TASK PROMPT: The lines below, all of them, should be returned exactly as they appear.

SOURCE DATA:

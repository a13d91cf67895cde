//! Prompt 构建：开场 / Critic 回复 / Analyst 回复 / 最终总结
//!
//! 人设由 StepExecutor 拼在最前面，这里只负责任务部分。

use crate::discussion::{DiscussionLog, DISCUSSION_COMPLETE_TAG, NOTEPAD_CLOSE_TAG, NOTEPAD_OPEN_TAG};

/// 附带图片时追加在问题之后的提示
pub const IMAGE_HINT: &str = "用户还附带了一张图片，请在分析和回复中同时考虑图片内容与文字问题。";
const EMPTY_NOTEPAD: &str = "记事本目前为空。";

/// 构建 prompt 所需的会话信息
#[derive(Debug, Clone, Copy)]
pub struct PromptContext<'a> {
    pub user_input: &'a str,
    pub has_image: bool,
    pub log: &'a DiscussionLog,
    pub last_speaker_text: &'a str,
    pub notepad: &'a str,
    /// AI 驱动模式下附带结束标记说明
    pub ai_driven: bool,
    /// 上一步已提议结束，请本步表态
    pub ask_for_agreement: bool,
}

impl PromptContext<'_> {
    fn header(&self) -> String {
        let mut s = format!("用户的问题（中文）是：\"{}\"。", self.user_input);
        if self.has_image {
            s.push_str(IMAGE_HINT);
        }
        s
    }

    fn completion_instruction(&self) -> String {
        if !self.ai_driven {
            return String::new();
        }
        format!(
            "\n结束讨论：如果你认为问题已经探讨得足够充分，Analyst 可以着手撰写最终答案，\
请在消息的最末尾附上标记 {tag}。请谨慎使用，对方可能用有说服力的论证掩盖漏洞；\
只要你还想继续讨论，就不要附加。\n",
            tag = DISCUSSION_COMPLETE_TAG
        )
    }

    fn notepad_section(&self) -> String {
        let content = if self.notepad.trim().is_empty() {
            EMPTY_NOTEPAD
        } else {
            self.notepad
        };
        format!(
            "\n\n--- 记事本 ---\n{content}\n--- 记事本结束 ---\n\n\
你的任务分两部分：\n\
1. 结合记事本、已有讨论和你的角色，用中文给出你的观点与回应。\n\
2. 回应之后，你必须输出完整的更新后记事本，并用 {open}...{close} 包裹。\
补充新核实的观察与结论，过时或错误的条目标注 [已过时]。若无变化，请在标签内原样重复现有内容。",
            open = NOTEPAD_OPEN_TAG,
            close = NOTEPAD_CLOSE_TAG,
        )
    }

    fn discussion_so_far(&self) -> String {
        format!("当前讨论（均为中文）：\n{}", self.log.render())
    }
}

pub fn opening_prompt(ctx: &PromptContext<'_>) -> String {
    format!(
        "{} 请针对这个问题给出你完整的初步解答，供 Critic 回应，讨论由此开始。\n{}{}",
        ctx.header(),
        ctx.completion_instruction(),
        ctx.notepad_section()
    )
}

pub fn critic_reply_prompt(ctx: &PromptContext<'_>) -> String {
    let mut prompt = format!(
        "{} {}\nAnalyst 刚刚说：\"{}\"。请回应 Analyst，继续讨论。\
保持警惕，不放过任何含糊其辞和逻辑漏洞。\n{}",
        ctx.header(),
        ctx.discussion_so_far(),
        ctx.last_speaker_text,
        ctx.completion_instruction()
    );
    if ctx.ask_for_agreement {
        prompt.push_str(&format!(
            "\nAnalyst 在消息末尾附上了 {tag}，提议结束讨论。如果你同意，请在回复末尾也附上 {tag}；\
否则继续质询。",
            tag = DISCUSSION_COMPLETE_TAG
        ));
    }
    prompt + &ctx.notepad_section()
}

pub fn analyst_reply_prompt(ctx: &PromptContext<'_>) -> String {
    let mut prompt = format!(
        "{} {}\nCritic 刚刚说：\"{}\"。请回应 Critic，继续讨论。保持严谨，分析深入。\n{}",
        ctx.header(),
        ctx.discussion_so_far(),
        ctx.last_speaker_text,
        ctx.completion_instruction()
    );
    if ctx.ask_for_agreement {
        prompt.push_str(&format!(
            "\nCritic 在消息末尾附上了 {tag}，提议结束讨论。只有当你确实找不出遗留的漏洞、\
也没有需要补充的内容时，才在回复末尾也附上 {tag}；否则继续讨论。",
            tag = DISCUSSION_COMPLETE_TAG
        ));
    }
    prompt + &ctx.notepad_section()
}

pub fn synthesis_prompt(ctx: &PromptContext<'_>) -> String {
    let notepad = if ctx.notepad.trim().is_empty() {
        EMPTY_NOTEPAD
    } else {
        ctx.notepad
    };
    format!(
        "{} 你（Analyst）与 Critic 进行了如下讨论：\n{}\n\n\
--- 最终记事本（请作为权威参考）---\n{}\n--- 记事本结束 ---\n\n\
你的最后任务是为用户撰写答案。\n\
1. 基于全部讨论与最终记事本，把原始问题与你针对 Critic 提出的每一条论证结合起来，\
不遗漏任何细节，整理成完整、结构清晰、易于理解的中文答案，使用 Markdown 排版，篇幅可以较长。\n\
2. 你的回复中绝对不能包含任何 {}...{} 标签。\n\
你的完整回复将作为最终答案展示给用户。",
        ctx.header(),
        ctx.log.render(),
        notepad,
        NOTEPAD_OPEN_TAG,
        NOTEPAD_CLOSE_TAG,
    )
}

OUTPUT FOR THIS TASK:
repository a13d91cf67895cde
//! Prompt 构建：开场 / Critic 回复 / Analyst 回复 / 最终总结
//!
//! 人设由 StepExecutor 拼在最前面，这里只负责任务部分。

use crate::discussion::{DiscussionLog, DISCUSSION_COMPLETE_TAG, NOTEPAD_CLOSE_TAG, NOTEPAD_OPEN_TAG};

/// 附带图片时追加在问题之后的提示
pub const IMAGE_HINT: &str = "用户还附带了一张图片，请在分析和回复中同时考虑图片内容与文字问题。";
const EMPTY_NOTEPAD: &str = "记事本目前为空。";

/// 构建 prompt 所需的会话信息
#[derive(Debug, Clone, Copy)]
pub struct PromptContext<'a> {
    pub user_input: &'a str,
    pub has_image: bool,
    pub log: &'a DiscussionLog,
    pub last_speaker_text: &'a str,
    pub notepad: &'a str,
    /// AI 驱动模式下附带结束标记说明
    pub ai_driven: bool,
    /// 上一步已提议结束，请本步表态
    pub ask_for_agreement: bool,
}

impl PromptContext<'_> {
    fn header(&self) -> String {
        let mut s = format!("用户的问题（中文）是：\"{}\"。", self.user_input);
        if self.has_image {
            s.push_str(IMAGE_HINT);
        }
        s
    }

    fn completion_instruction(&self) -> String {
        if !self.ai_driven {
            return String::new();
        }
        format!(
            "\n结束讨论：如果你认为问题已经探讨得足够充分，Analyst 可以着手撰写最终答案，\
请在消息的最末尾附上标记 {tag}。请谨慎使用，对方可能用有说服力的论证掩盖漏洞；\
只要你还想继续讨论，就不要附加。\n",
            tag = DISCUSSION_COMPLETE_TAG
        )
    }

    fn notepad_section(&self) -> String {
        let content = if self.notepad.trim().is_empty() {
            EMPTY_NOTEPAD
        } else {
            self.notepad
        };
        format!(
            "\n\n--- 记事本 ---\n{content}\n--- 记事本结束 ---\n\n\
你的任务分两部分：\n\
1. 结合记事本、已有讨论和你的角色，用中文给出你的观点与回应。\n\
2. 回应之后，你必须输出完整的更新后记事本，并用 {open}...{close} 包裹。\
补充新核实的观察与结论，过时或错误的条目标注 [已过时]。若无变化，请在标签内原样重复现有内容。",
            open = NOTEPAD_OPEN_TAG,
            close = NOTEPAD_CLOSE_TAG,
        )
    }

    fn discussion_so_far(&self) -> String {
        format!("当前讨论（均为中文）：\n{}", self.log.render())
    }
}

pub fn opening_prompt(ctx: &PromptContext<'_>) -> String {
    format!(
        "{} 请针对这个问题给出你完整的初步解答，供 Critic 回应，讨论由此开始。\n{}{}",
        ctx.header(),
        ctx.completion_instruction(),
        ctx.notepad_section()
    )
}

pub fn critic_reply_prompt(ctx: &PromptContext<'_>) -> String {
    let mut prompt = format!(
        "{} {}\nAnalyst 刚刚说：\"{}\"。请回应 Analyst，继续讨论。\
保持警惕，不放过任何含糊其辞和逻辑漏洞。\n{}",
        ctx.header(),
        ctx.discussion_so_far(),
        ctx.last_speaker_text,
        ctx.completion_instruction()
    );
    if ctx.ask_for_agreement {
        prompt.push_str(&format!(
            "\nAnalyst 在消息末尾附上了 {tag}，提议结束讨论。如果你同意，请在回复末尾也附上 {tag}；\
否则继续质询。",
            tag = DISCUSSION_COMPLETE_TAG
        ));
    }
    prompt + &ctx.notepad_section()
}

pub fn analyst_reply_prompt(ctx: &PromptContext<'_>) -> String {
    let mut prompt = format!(
        "{} {}\nCritic 刚刚说：\"{}\"。请回应 Critic，继续讨论。保持严谨，分析深入。\n{}",
        ctx.header(),
        ctx.discussion_so_far(),
        ctx.last_speaker_text,
        ctx.completion_instruction()
    );
    if ctx.ask_for_agreement {
        prompt.push_str(&format!(
            "\nCritic 在消息末尾附上了 {tag}，提议结束讨论。只有当你确实找不出遗留的漏洞、\
也没有需要补充的内容时，才在回复末尾也附上 {tag}；否则继续讨论。",
            tag = DISCUSSION_COMPLETE_TAG
        ));
    }
    prompt + &ctx.notepad_section()
}

pub fn synthesis_prompt(ctx: &PromptContext<'_>) -> String {
    let notepad = if ctx.notepad.trim().is_empty() {
        EMPTY_NOTEPAD
    } else {
        ctx.notepad
    };
    format!(
        "{} 你（Analyst）与 Critic 进行了如下讨论：\n{}\n\n\
--- 最终记事本（请作为权威参考）---\n{}\n--- 记事本结束 ---\n\n\
你的最后任务是为用户撰写答案。\n\
1. 基于全部讨论与最终记事本，把原始问题与你针对 Critic 提出的每一条论证结合起来，\
不遗漏任何细节，整理成完整、结构清晰、易于理解的中文答案，使用 Markdown 排版，篇幅可以较长。\n\
2. 你的回复中绝对不能包含任何 {}...{} 标签。\n\
你的完整回复将作为最终答案展示给用户。",
        ctx.header(),
        ctx.log.render(),
        notepad,
        NOTEPAD_OPEN_TAG,
        NOTEPAD_CLOSE_TAG,
    )
}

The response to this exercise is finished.